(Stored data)
^^^^^^^^
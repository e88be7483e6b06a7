//! Click engine for metroclick.
//!
//! Reacts to host-supplied beat positions and mixes decoded click samples
//! into interleaved stereo output, one audio callback at a time.

#![cfg_attr(not(feature = "std"), no_std)]

extern crate alloc;

mod clock;
mod config;
mod player;
mod scratch;
mod transport;
mod voice;

pub use clock::BeatClock;
pub use config::{ConfigError, PlayerConfig, MAX_BLOCK_FRAMES, REFERENCE_CLICK_GAIN};
pub use player::{ClickPlayer, ProcessOutcome};
pub use scratch::ScratchBuffer;
pub use transport::{Transport, TransportState};
pub use voice::{ClickSlot, ClickVoice};
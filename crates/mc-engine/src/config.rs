//! Player configuration.

use mc_ir::TimeSignature;
use thiserror::Error;

/// Attenuation applied after truncating a click sample to the 16-bit range.
///
/// Matches existing mixes bit-for-bit. Raise it for clicks that sit at a
/// normal level against float host content.
pub const REFERENCE_CLICK_GAIN: f32 = 0.0001;

/// Capacity of the per-player scratch arena, in frames.
///
/// Larger callbacks are mixed in sub-blocks of at most this size.
pub const MAX_BLOCK_FRAMES: usize = 4096;

/// Static settings for a [`ClickPlayer`](crate::ClickPlayer).
#[derive(Clone, Copy, Debug, PartialEq)]
pub struct PlayerConfig {
    /// Output sample rate in Hz.
    pub sample_rate: u32,
    /// Decides which beat gets the accent click.
    pub signature: TimeSignature,
    /// Click gain, see [`REFERENCE_CLICK_GAIN`].
    pub gain: f32,
    /// Sub-block size used for mixing, at most [`MAX_BLOCK_FRAMES`].
    pub max_block_frames: usize,
}

impl PlayerConfig {
    pub fn new(sample_rate: u32, signature: TimeSignature) -> Self {
        Self {
            sample_rate,
            signature,
            ..Self::default()
        }
    }

    pub fn with_gain(mut self, gain: f32) -> Self {
        self.gain = gain;
        self
    }

    pub fn with_max_block_frames(mut self, frames: usize) -> Self {
        self.max_block_frames = frames;
        self
    }

    pub fn validate(&self) -> Result<(), ConfigError> {
        if self.sample_rate == 0 {
            return Err(ConfigError::SampleRate);
        }
        if !self.signature.is_valid() {
            return Err(ConfigError::Signature(self.signature));
        }
        if !self.gain.is_finite() || self.gain < 0.0 {
            return Err(ConfigError::Gain(self.gain));
        }
        if self.max_block_frames == 0 || self.max_block_frames > MAX_BLOCK_FRAMES {
            return Err(ConfigError::BlockSize(self.max_block_frames));
        }
        Ok(())
    }
}

impl Default for PlayerConfig {
    fn default() -> Self {
        Self {
            sample_rate: 44100,
            signature: TimeSignature::FOUR_FOUR,
            gain: REFERENCE_CLICK_GAIN,
            max_block_frames: MAX_BLOCK_FRAMES,
        }
    }
}

/// Rejected player configuration.
#[derive(Debug, Error, PartialEq)]
pub enum ConfigError {
    #[error("sample rate must be non-zero")]
    SampleRate,

    #[error("invalid time signature {0}")]
    Signature(TimeSignature),

    #[error("click gain must be finite and non-negative, got {0}")]
    Gain(f32),

    #[error("block size must be between 1 and {max}, got {0}", max = MAX_BLOCK_FRAMES)]
    BlockSize(usize),
}

#[cfg(test)]
mod tests {
    use super::*;

    #[test]
    fn default_is_valid() {
        assert_eq!(PlayerConfig::default().validate(), Ok(()));
        assert_eq!(PlayerConfig::default().gain, REFERENCE_CLICK_GAIN);
    }

    #[test]
    fn rejects_bad_values() {
        let base = PlayerConfig::default();
        assert_eq!(
            PlayerConfig { sample_rate: 0, ..base }.validate(),
            Err(ConfigError::SampleRate)
        );
        assert_eq!(
            PlayerConfig::new(48000, TimeSignature::new(0, 4)).validate(),
            Err(ConfigError::Signature(TimeSignature::new(0, 4)))
        );
        assert_eq!(base.with_gain(-1.0).validate(), Err(ConfigError::Gain(-1.0)));
        assert!(base.with_gain(f32::NAN).validate().is_err());
        assert_eq!(
            base.with_max_block_frames(0).validate(),
            Err(ConfigError::BlockSize(0))
        );
        assert_eq!(
            base.with_max_block_frames(MAX_BLOCK_FRAMES + 1).validate(),
            Err(ConfigError::BlockSize(MAX_BLOCK_FRAMES + 1))
        );
    }
}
^^^^^^^^
**EXERCISE DIRECTIONS**. Begin at the first line of the records above and quote every line verbatim through the one that contains "pub fn new(sample_rate: u32, signature: TimeSignature)".

**ANSWER BELOW**.
repository e88be7483e6b06a7
//! Click engine for metroclick.
//!
//! Reacts to host-supplied beat positions and mixes decoded click samples
//! into interleaved stereo output, one audio callback at a time.

#![cfg_attr(not(feature = "std"), no_std)]

extern crate alloc;

mod clock;
mod config;
mod player;
mod scratch;
mod transport;
mod voice;

pub use clock::BeatClock;
pub use config::{ConfigError, PlayerConfig, MAX_BLOCK_FRAMES, REFERENCE_CLICK_GAIN};
pub use player::{ClickPlayer, ProcessOutcome};
pub use scratch::ScratchBuffer;
pub use transport::{Transport, TransportState};
pub use voice::{ClickSlot, ClickVoice};
filename crates/mc-engine/src/config.rs
//! Player configuration.

use mc_ir::TimeSignature;
use thiserror::Error;

/// Attenuation applied after truncating a click sample to the 16-bit range.
///
/// Matches existing mixes bit-for-bit. Raise it for clicks that sit at a
/// normal level against float host content.
pub const REFERENCE_CLICK_GAIN: f32 = 0.0001;

/// Capacity of the per-player scratch arena, in frames.
///
/// Larger callbacks are mixed in sub-blocks of at most this size.
pub const MAX_BLOCK_FRAMES: usize = 4096;

/// Static settings for a [`ClickPlayer`](crate::ClickPlayer).
#[derive(Clone, Copy, Debug, PartialEq)]
pub struct PlayerConfig {
    /// Output sample rate in Hz.
    pub sample_rate: u32,
    /// Decides which beat gets the accent click.
    pub signature: TimeSignature,
    /// Click gain, see [`REFERENCE_CLICK_GAIN`].
    pub gain: f32,
    /// Sub-block size used for mixing, at most [`MAX_BLOCK_FRAMES`].
    pub max_block_frames: usize,
}

impl PlayerConfig {
    pub fn new(sample_rate: u32, signature: TimeSignature) -> Self {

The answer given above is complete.